Il suo romanzo esplora il tema universale della crudeltà. Cosa la genera? C’è una cura?
Mi sono fatta queste domande sin dall’infanzia. Siamo sconvolti dalla violenza umana. A volte riusciamo a percepire il dolore fisico altrui in modo indiretto, magari leggendo. Penso che gli scrittori possano solo porre domande, senza fornire risposte. Tuttavia, credo che le domande di uno scrittore contengano in sé il germe delle risposte. Atti umani si chiede cosa sia un essere umano: a volte gli atti umani sono estremamente anti-umani, ma ci sono anche atti umani pieni di dignità che vi si oppongono. Come persona che crede nella dignità, penso che non dovremmo rinunciare a raccontare con accuratezza e in modo equilibrato sia l’umanità sia la disumanità.
Nella sua indagine narrativa, è riuscita a individuare un punto di rottura, quello in cui un essere umano diventa un mostro?
Il nostro spettro di comportamenti si estende dalla bassezza al sublime. Ero così devastata da tutte le dimostrazioni di atrocità umana – non solo il massacro di Gwangju ma anche quelli della Seconda Guerra Mondiale o della Bosnia – che ho quasi rinunciato a scrivere questo romanzo. Ma proprio in quel momento ho trovato il diario di un civile ucciso nella rivolta di Gwangju, una riga scritta in forma di preghiera: “Dio, perché devo essere cosciente mentre quest’uomo mi pesta e mi ferisce così brutalmente? Io voglio vivere”. Ho sentito che volevo essere con loro, con i morti. Non volevo distogliere lo sguardo o scappare. Così ho deciso di scrivere il romanzo, mettendo in luce non solo la violenza ma la dignità, il lato luminoso degli esseri umani.
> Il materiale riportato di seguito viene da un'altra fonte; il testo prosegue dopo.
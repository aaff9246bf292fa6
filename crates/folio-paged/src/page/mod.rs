//! Page geometry and the offset-to-page lookup.
//!
//! [§ 3 The Page Model](https://www.w3.org/TR/css-page-3/#page-model)
//!
//! "In paged media, the document is split into one or more discrete
//! pages"; each page box occupies a half-open vertical band of the
//! continuous document coordinate space. The page list is built by an
//! external page-construction stage and queried read-only here.
//!
//! # Module Structure
//!
//! - [`page_box`] - The page geometry record and page-list validation
//! - [`finder`] - Hinted offset-to-page-ordinal lookup

pub mod finder;
pub mod page_box;

// Re-exports for convenience
pub use finder::{PageFinder, find_end_page, find_start_page};
pub use page_box::{PageBox, validate_page_list};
Il suo paese vive sotto assedio, in stato di tensione perenne con la Corea del Nord. Pensa che un giorno le due Coree si riuniranno, com’è avvenuto per le due Germanie?
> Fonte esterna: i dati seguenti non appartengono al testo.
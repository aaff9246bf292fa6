//! Paged display-list collection for the Folio document renderer.
//!
//! Layout positions every box of a document in one continuous coordinate
//! space; printing needs discrete pages. This crate partitions a laid-out
//! box tree into per-page display lists — block items, inline items, and
//! collapsed-border table cells — while preserving stacking-layer
//! containment and overflow clipping.
//!
//! # Scope
//!
//! This crate implements:
//! - **Page lookup** ([§ 3 The Page Model](https://www.w3.org/TR/css-page-3/#page-model))
//!   - Offset-to-page-ordinal queries with a traversal-locality hint
//!   - Page-list invariant validation
//!
//! - **Box tree model** ([§ 9.2 Controlling box generation](https://www.w3.org/TR/CSS2/visuren.html#box-gen))
//!   - Arena-allocated boxes with closed kind dispatch
//!   - Stacking layers as non-owning scope filters
//!     ([§ 9.9 Layered presentation](https://www.w3.org/TR/CSS2/visuren.html#layers))
//!
//! - **Paged collection** ([CSS Fragmentation Level 3](https://www.w3.org/TR/css-break-3/))
//!   - Layer-scoped recursive walk, inline and block dispatch
//!   - Cross-page duplication for boxes straddling page boundaries
//!   - Balanced clip push/restore markers per page
//!     ([§ 11.1.1 Overflow](https://www.w3.org/TR/CSS2/visufx.html#overflow))
//!   - Collapsed-border cell tracking
//!     ([§ 17.6.2](https://www.w3.org/TR/CSS2/tables.html#collapsing-borders))
//!     and repeating table header/footer notification
//!
//! # Not Implemented Here
//!
//! - Layout itself: box geometry, font metrics, and the CSS cascade are
//!   the layout engine's business; this crate reads what it produced
//! - Page construction: page sizes, margins, and print clip regions arrive
//!   finalized
//! - Painting: the per-page sequences are handed to a paint backend, which
//!   honors the clip markers as a strict stack per page
//! - Layer compositing: the walk refuses to cross a layer boundary; how
//!   layers stack against each other is the consumer's business

/// Render-pass context and capability flags.
pub mod context;
/// Contract-breach errors for the collection pass.
pub mod error;
/// Document-space rectangles and clip regions.
pub mod geometry;
/// Page geometry and offset-to-page lookup per [CSS Paged Media Level 3](https://www.w3.org/TR/css-page-3/).
pub mod page;
/// Display lists and the paged collector per [CSS 2.1 Appendix E](https://www.w3.org/TR/CSS2/zindex.html).
pub mod paint;
/// The laid-out box tree and its stacking layers.
pub mod tree;

// Re-exports for convenience
pub use context::{CollectionMode, RenderContext};
pub use error::CollectError;
pub use geometry::{ClipShape, Rect};
pub use page::{PageBox, PageFinder, find_end_page, find_start_page, validate_page_list};
pub use paint::{
    DisplayListItem, PageResult, PagedBoxCollector, intersects_aggregate_bounds, intersects_any,
};
pub use tree::{
    BlockData, BoxId, BoxKind, BoxNode, BoxTree, InlineData, Layer, LayerId, OverflowClip,
    PaintInfo, TableCellData, TableData,
};
//! Arena-based box tree produced by layout and consumed by collection.
//!
//! [§ 9.2 Controlling box generation](https://www.w3.org/TR/CSS2/visuren.html#box-gen)
//!
//! The collector never mutates the tree; it reads geometry, kind flags, and
//! layer links, and emits [`BoxId`]s into per-page display lists. Everything
//! here is data the external layout stage has already computed — this crate
//! performs no layout of its own.

use serde::{Deserialize, Serialize};
use strum_macros::Display;

use super::layer::{Layer, LayerId};
use crate::geometry::{ClipShape, Rect};

/// A type-safe index into the box tree.
///
/// `BoxId` provides O(1) access to any box in the tree without borrowing
/// issues, and doubles as the payload of display-list items: the paint
/// backend resolves ids against the same tree the collector walked.
#[derive(Debug, Clone, Copy, PartialEq, Eq, Hash, Serialize, Deserialize)]
pub struct BoxId(pub usize);

/// Aggregate paint bounds of a box.
///
/// [§ 3 Fragmentation Model](https://www.w3.org/TR/css-break-3/#fragmentation-model)
///
/// The bounding rectangle enclosing a box and the visual effects of all its
/// descendants, in document space. Page membership and culling are decided
/// against this rectangle, never against exact shapes. A box the layout
/// stage produced no paint bounds for cannot be placed on any page.
#[derive(Debug, Clone, Copy, PartialEq)]
pub struct PaintInfo {
    /// Minimum bounding rectangle of the box and all descendant paint effects.
    pub aggregate_bounds: Rect,
}

/// Overflow clip data for a box that clips its children when painted.
///
/// [§ 11.1.1 Overflow](https://www.w3.org/TR/CSS2/visufx.html#overflow)
///
/// "UAs must clip the content of the element to the element's padding
/// edge" — the edge is computed by layout and recorded here; the collector
/// only turns it into push/restore markers.
#[derive(Debug, Clone, Copy, PartialEq)]
pub struct OverflowClip {
    /// The content clipping edge (normally the padding box).
    pub edge: Rect,
    /// Corner radius of the clip, from `border-radius`; 0 = rectangular.
    ///
    /// [§ 5 'border-radius'](https://www.w3.org/TR/css-backgrounds-3/#border-radius)
    pub radius: f32,
}

impl OverflowClip {
    /// The clip region this box pushes around its children.
    #[must_use]
    pub const fn shape(&self) -> ClipShape {
        if self.radius > 0.0 {
            ClipShape::RoundedRect {
                rect: self.edge,
                radius: self.radius,
            }
        } else {
            ClipShape::Rect(self.edge)
        }
    }
}

/// Kind-specific data for a generic block container box.
///
/// [§ 9.2.1 Block-level elements and block boxes](https://www.w3.org/TR/CSS2/visuren.html#block-boxes)
#[derive(Debug, Clone, Default, PartialEq, Eq)]
pub struct BlockData {
    /// True for a block-level box participating in inline flow
    /// (e.g. `inline-block`): its own aggregate bounds may be looser than
    /// its visible descendants, so inline collection runs a subtree
    /// intersection test before admitting it to a page.
    ///
    /// [§ 9.2.2 Inline-level elements](https://www.w3.org/TR/CSS2/visuren.html#inline-boxes)
    pub inline_level: bool,
}

/// Kind-specific data for a table box.
///
/// [§ 17.2 The CSS table model](https://www.w3.org/TR/CSS2/tables.html#table-display)
#[derive(Debug, Clone, Default, PartialEq, Eq)]
pub struct TableData {
    /// True for an `inline-table`; treated like an inline-level block
    /// during inline collection.
    pub inline_level: bool,

    /// True when the table has a repeating header or footer row group.
    ///
    /// [§ 17.2](https://www.w3.org/TR/CSS2/tables.html#table-display)
    ///
    /// "If the table is split over multiple pages, user agents may repeat
    /// header rows on each page spanned by a table." Repositioning the
    /// repeated rows is the table machinery's job; the collector only
    /// notifies it once per render pass.
    pub repeating_sections: bool,
}

/// Kind-specific data for a table cell box.
///
/// [§ 17.6.2 The collapsing border model](https://www.w3.org/TR/CSS2/tables.html#collapsing-borders)
#[derive(Debug, Clone, Default, PartialEq, Eq)]
pub struct TableCellData {
    /// True when the cell's border is painted under the collapsing border
    /// model: "borders are centered on the grid lines between the cells",
    /// so the cell must be tracked separately on every page it appears on
    /// for the deferred border pass.
    pub collapsed_border: bool,
}

/// Kind-specific data for an inline content box.
///
/// [§ 9.2.2 Inline-level elements and inline boxes](https://www.w3.org/TR/CSS2/visuren.html#inline-boxes)
#[derive(Debug, Clone, Default, PartialEq, Eq)]
pub struct InlineData {
    /// The flat list of elements with content under this box — its own
    /// children plus nested inline fragments, pre-flattened by the layout
    /// stage. Consulted only when this box masters an inline layer.
    pub elements_with_content: Vec<BoxId>,
}

/// The closed set of box variants the collector distinguishes.
///
/// [§ 9.2 Controlling box generation](https://www.w3.org/TR/CSS2/visuren.html#box-gen)
///
/// Dispatch is by `match`; there is no open inheritance. The shared fields
/// live on [`BoxNode`], the per-kind extras here.
#[derive(Debug, Clone, PartialEq, Display)]
pub enum BoxKind {
    /// A generic block container box.
    Block(BlockData),
    /// A table box. Block-level for every purpose except its repeating
    /// header/footer notification.
    Table(TableData),
    /// A table cell box.
    TableCell(TableCellData),
    /// A line box. Never clipped or layered itself; its inline children
    /// are flattened onto every page the line touches.
    ///
    /// [§ 9.4.2 Inline formatting contexts](https://www.w3.org/TR/CSS2/visuren.html#inline-formatting)
    Line,
    /// An inline content box (a non-replaced inline and its fragments).
    InlineContent(InlineData),
}

/// A node in the laid-out box tree.
///
/// [§ 9.2 Controlling box generation](https://www.w3.org/TR/CSS2/visuren.html#box-gen)
#[derive(Debug, Clone, PartialEq)]
pub struct BoxNode {
    /// Which variant this box is, with kind-specific data.
    pub kind: BoxKind,

    /// The box's own border-box rectangle in document space. Used for
    /// exact-shape intersection tests on line and inline content boxes.
    pub border_rect: Rect,

    /// Aggregate paint bounds of this box and all its descendants, or
    /// `None` when layout produced no paint data for it.
    pub paint_info: Option<PaintInfo>,

    /// Children in paint order.
    pub children: Vec<BoxId>,

    /// The layer this box is the master of, if any. Set only at layer
    /// roots.
    pub layer: Option<LayerId>,

    /// The layer responsible for painting this box. A non-owning
    /// back-reference into the tree's layer table; the collector visits a
    /// box only when collecting exactly this layer.
    pub containing_layer: LayerId,

    /// Overflow clip data when this box clips its children on paint
    /// (`overflow` other than `visible`), `None` otherwise.
    pub overflow_clip: Option<OverflowClip>,
}

impl BoxNode {
    /// Create a box of the given kind, painted by `containing_layer`,
    /// with geometry left at the defaults.
    #[must_use]
    pub const fn new(kind: BoxKind, containing_layer: LayerId) -> Self {
        Self {
            kind,
            border_rect: Rect::new(0.0, 0.0, 0.0, 0.0),
            paint_info: None,
            children: Vec::new(),
            layer: None,
            containing_layer,
            overflow_clip: None,
        }
    }

    /// Whether this box is block-level for collection purposes: a generic
    /// block, a table, or a table cell. Line boxes and inline content are
    /// not.
    #[must_use]
    pub fn is_block_box(&self) -> bool {
        matches!(
            self.kind,
            BoxKind::Block(_) | BoxKind::Table(_) | BoxKind::TableCell(_)
        )
    }

    /// Whether this block-level box participates in inline flow
    /// (`inline-block`, `inline-table`).
    #[must_use]
    pub fn is_inline_level(&self) -> bool {
        match &self.kind {
            BoxKind::Block(data) => data.inline_level,
            BoxKind::Table(data) => data.inline_level,
            BoxKind::TableCell(_) | BoxKind::Line | BoxKind::InlineContent(_) => false,
        }
    }

    /// The aggregate paint bounds, if layout produced any.
    #[must_use]
    pub fn aggregate_bounds(&self) -> Option<Rect> {
        self.paint_info.as_ref().map(|info| info.aggregate_bounds)
    }
}

/// The box tree: an arena of [`BoxNode`]s plus the layer table.
///
/// Built by the external layout stage, read-only during collection. All
/// relationships are [`BoxId`]/[`LayerId`] indices.
#[derive(Debug, Clone, Default, PartialEq)]
pub struct BoxTree {
    boxes: Vec<BoxNode>,
    layers: Vec<Layer>,
}

impl BoxTree {
    /// Create an empty tree.
    #[must_use]
    pub const fn new() -> Self {
        Self {
            boxes: Vec::new(),
            layers: Vec::new(),
        }
    }

    /// Allocate a new box of the given kind painted by `containing_layer`
    /// and return its id. Geometry and flags are filled in afterwards via
    /// [`BoxTree::node_mut`].
    pub fn alloc(&mut self, kind: BoxKind, containing_layer: LayerId) -> BoxId {
        let id = BoxId(self.boxes.len());
        self.boxes.push(BoxNode::new(kind, containing_layer));
        id
    }

    /// Allocate a new layer and return its id.
    pub fn alloc_layer(&mut self, layer: Layer) -> LayerId {
        let id = LayerId(self.layers.len());
        self.layers.push(layer);
        id
    }

    /// Get a box by id.
    #[must_use]
    pub fn get(&self, id: BoxId) -> Option<&BoxNode> {
        self.boxes.get(id.0)
    }

    /// Get a box by id for mutation (used while layout builds the tree).
    #[must_use]
    pub fn node_mut(&mut self, id: BoxId) -> Option<&mut BoxNode> {
        self.boxes.get_mut(id.0)
    }

    /// Get a layer by id.
    ///
    /// # Panics
    /// Panics if `id` was not allocated from this tree; layer ids are
    /// produced only by [`BoxTree::alloc_layer`], so a stray id is a
    /// caller-side bug, not an input condition.
    #[must_use]
    pub fn layer(&self, id: LayerId) -> &Layer {
        &self.layers[id.0]
    }

    /// All layers, in allocation order.
    #[must_use]
    pub fn layers(&self) -> &[Layer] {
        &self.layers
    }

    /// Append `child` to `parent`'s child list (paint order).
    pub fn append_child(&mut self, parent: BoxId, child: BoxId) {
        if let Some(node) = self.boxes.get_mut(parent.0) {
            node.children.push(child);
        }
    }

    /// The children of a box, in paint order.
    #[must_use]
    pub fn children(&self, id: BoxId) -> &[BoxId] {
        self.boxes.get(id.0).map_or(&[], |node| &node.children)
    }

    /// Number of boxes in the tree.
    #[must_use]
    pub const fn len(&self) -> usize {
        self.boxes.len()
    }

    /// Whether the tree contains no boxes.
    #[must_use]
    pub const fn is_empty(&self) -> bool {
        self.boxes.is_empty()
    }
}
use core::fmt;

use chrono::{DateTime, Utc};
use serde::{Deserialize, Serialize};

use super::community::CommunityId;

#[derive(Debug, Clone, PartialEq, Eq, Hash, Serialize, Deserialize, sqlx::Type)]
#[sqlx(transparent)]
pub struct SessionId(pub String);

/// One tracked broadcast. `ended_at` stays null while the session is open;
/// at most one open session exists per community.
#[derive(Debug, Clone, sqlx::FromRow)]
pub struct LiveSession {
    pub id: SessionId,
    pub community: CommunityId,
    pub host_handle: String,
    pub started_at: DateTime<Utc>,
    pub ended_at: Option<DateTime<Utc>>,
}

impl LiveSession {
    pub fn is_open(&self) -> bool {
        self.ended_at.is_none()
    }
}

impl SessionId {
    pub fn generate() -> Self {
        SessionId(uuid::Uuid::new_v4().to_string())
    }
}

impl From<String> for SessionId {
    fn from(value: String) -> Self {
        SessionId(value)
    }
}

impl fmt::Display for SessionId {
    fn fmt(&self, f: &mut fmt::Formatter<'_>) -> fmt::Result {
        write!(f, "{}", self.0)
    }
}
use core::fmt;

use serde::{Deserialize, Serialize};

/// Local chat-platform member id.
#[derive(Debug, Clone, PartialEq, Eq, Hash, Serialize, Deserialize, sqlx::Type)]
#[sqlx(transparent)]
pub struct MemberId(pub String);

impl From<String> for MemberId {
    fn from(value: String) -> Self {
        MemberId(value)
    }
}

impl From<&str> for MemberId {
    fn from(value: &str) -> Self {
        MemberId(value.to_string())
    }
}

impl fmt::Display for MemberId {
    fn fmt(&self, f: &mut fmt::Formatter<'_>) -> fmt::Result {
        write!(f, "{}", self.0)
    }
}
Sì, la riunificazione sarà la conclusione ideale. Spero che infine accada, un giorno.
Il successo internazionale dei suoi libri la porta a viaggiare. Vede molte differenze tra lo stile di vita europeo e quello asiatico?
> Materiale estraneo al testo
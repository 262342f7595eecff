use serde::Deserialize;

pub mod aggregator;
pub mod probe;
pub mod tracker;

/// Typed event stream emitted by the live-source bridge for one community.
/// Everything the pipeline consumes arrives through this enum; the wire
/// shape matches the ingest route body.
#[derive(Debug, Clone, Deserialize)]
#[serde(tag = "kind", rename_all = "snake_case")]
pub enum LiveEvent {
    /// Broadcast came up; opens a session for the configured host.
    Connect { host: String },
    Gift {
        performer: String,
        #[serde(default)]
        repeat_count: Option<i64>,
        #[serde(default)]
        diamond_value: Option<i64>,
    },
    Like {
        performer: String,
        #[serde(default)]
        like_count: Option<i64>,
    },
    Comment { performer: String },
    /// Broadcast ended; flushes and reports.
    End,
}
use std::sync::Arc;

use axum::extract::{Path, State};
use axum::Json;
use http::StatusCode;
use tracing::instrument;

use crate::api::server::{AppState, RouteError};
use crate::db::models::community::CommunityId;
use crate::live::LiveEvent;

pub async fn health() -> &'static str {
    "ok"
}

/// Single dispatch point for the external live-source bridge: one typed
/// event in, queued onto the community's tracker.
#[instrument(skip(state, event))]
pub async fn ingest_event(
    State(state): State<Arc<AppState>>,
    Path(community): Path<String>,
    Json(event): Json<LiveEvent>,
) -> Result<StatusCode, RouteError> {
    let community = CommunityId::from(community);
    state
        .services
        .trackers
        .dispatch(&state.services, &community, event)
        .await?;

    Ok(StatusCode::ACCEPTED)
}
use chrono::Utc;
use sqlx::{Result as SqlxResult, SqlitePool};
use tracing::instrument;

use crate::db::models::community::{CommunityConfig, CommunityId};

pub struct CommunityRepository {
    pool: SqlitePool,
}

impl CommunityRepository {
    pub fn new(pool: &SqlitePool) -> Self {
        Self { pool: pool.clone() }
    }

    #[instrument(skip(self))]
    pub async fn get(&self, id: &CommunityId) -> SqlxResult<Option<CommunityConfig>> {
        sqlx::query_as::<_, CommunityConfig>(
            r#"
            SELECT
                id,
                source_handle,
                report_channel,
                timezone,
                weekly_day,
                weekly_hour,
                weekly_minute,
                created_at,
                updated_at
            FROM communities
            WHERE id = ?
            "#,
        )
        .bind(id)
        .fetch_optional(&self.pool)
        .await
    }

    /// Existing config, or a fresh default row that has not been persisted
    /// yet. Communities come into existence on their first configuration
    /// write, so the default is only stored once the caller upserts it.
    #[instrument(skip(self, default_tz))]
    pub async fn get_or_default(
        &self,
        id: &CommunityId,
        default_tz: &str,
    ) -> SqlxResult<CommunityConfig> {
        Ok(self
            .get(id)
            .await?
            .unwrap_or_else(|| CommunityConfig::new(id.clone(), default_tz)))
    }

    #[instrument(skip(self, cfg), fields(community = %cfg.id))]
    pub async fn upsert(&self, cfg: &CommunityConfig) -> SqlxResult<()> {
        match sqlx::query(
            r#"
            INSERT INTO communities (
                id,
                source_handle,
                report_channel,
                timezone,
                weekly_day,
                weekly_hour,
                weekly_minute,
                created_at,
                updated_at
            )
            VALUES (?, ?, ?, ?, ?, ?, ?, ?, ?)
            ON CONFLICT (id)
            DO UPDATE SET
                source_handle = excluded.source_handle,
                report_channel = excluded.report_channel,
                timezone = excluded.timezone,
                weekly_day = excluded.weekly_day,
                weekly_hour = excluded.weekly_hour,
                weekly_minute = excluded.weekly_minute,
                updated_at = excluded.updated_at
            "#,
        )
        .bind(&cfg.id)
        .bind(&cfg.source_handle)
        .bind(&cfg.report_channel)
        .bind(&cfg.timezone)
        .bind(cfg.weekly_day)
        .bind(cfg.weekly_hour)
        .bind(cfg.weekly_minute)
        .bind(cfg.created_at)
        .bind(Utc::now())
        .execute(&self.pool)
        .await
        {
            Ok(_) => Ok(()),
            Err(e) => {
                tracing::error!(error = ?e, "failure during community config upsert");
                Err(e)
            }
        }
    }

    #[instrument(skip(self))]
    pub async fn all(&self) -> SqlxResult<Vec<CommunityConfig>> {
        sqlx::query_as::<_, CommunityConfig>(
            r#"
            SELECT
                id,
                source_handle,
                report_channel,
                timezone,
                weekly_day,
                weekly_hour,
                weekly_minute,
                created_at,
                updated_at
            FROM communities
            ORDER BY id
            "#,
        )
        .fetch_all(&self.pool)
        .await
    }
}

#[cfg(test)]
mod test {
    use super::*;

    #[tokio::test]
    async fn test_upsert_roundtrip() {
        let pool = crate::db::in_memory().await.unwrap();
        let repo = CommunityRepository::new(&pool);
        let id = CommunityId::from("guild-1");

        assert!(repo.get(&id).await.unwrap().is_none());

        let mut cfg = repo.get_or_default(&id, "Etc/UTC").await.unwrap();
        cfg.source_handle = Some("hostess".to_string());
        cfg.report_channel = Some("chan-9".to_string());
        repo.upsert(&cfg).await.unwrap();

        let stored = repo.get(&id).await.unwrap().unwrap();
        assert_eq!(stored.source_handle.as_deref(), Some("hostess"));
        assert_eq!(stored.weekly_day, 6);

        cfg.timezone = "Australia/Sydney".to_string();
        repo.upsert(&cfg).await.unwrap();
        let stored = repo.get(&id).await.unwrap().unwrap();
        assert_eq!(stored.timezone, "Australia/Sydney");
        assert_eq!(repo.all().await.unwrap().len(), 1);
    }
}
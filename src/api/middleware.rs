use std::sync::Arc;

use axum::extract::{Request, State};
use axum::middleware::Next;
use axum::response::Response;
use http::StatusCode;
use http::header::AUTHORIZATION;

use crate::api::server::AppState;
use crate::util::constant_time_cmp;

/// The ingest route is only for the live-source bridge; it authenticates
/// with the shared internal token.
pub async fn verify_internal_ident(
    State(state): State<Arc<AppState>>,
    req: Request,
    next: Next,
) -> Result<Response, StatusCode> {
    let header = req
        .headers()
        .get(AUTHORIZATION)
        .ok_or(StatusCode::BAD_REQUEST)?
        .to_str()
        .map_err(|_| StatusCode::BAD_REQUEST)?;

    if !constant_time_cmp(header, &state.internal_token) {
        return Err(StatusCode::UNAUTHORIZED);
    }

    Ok(next.run(req).await)
}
Fondamentalmente condividiamo le cose più importanti. Sono una persona che cerca di trovare più somiglianze che differenze. Di fatto, credo in questo mondo che siamo tutti strettamente connessi.
Suo padre e suo fratello sono scrittori. Parla con loro dei suoi libri durante la stesura? Chi sono i suoi primi lettori?
No. Siamo tutti molto indipendenti. Non ho un primo lettore specifico. Dopo aver finito una parte del romanzo, lo mando all’editore, e questo è tutto.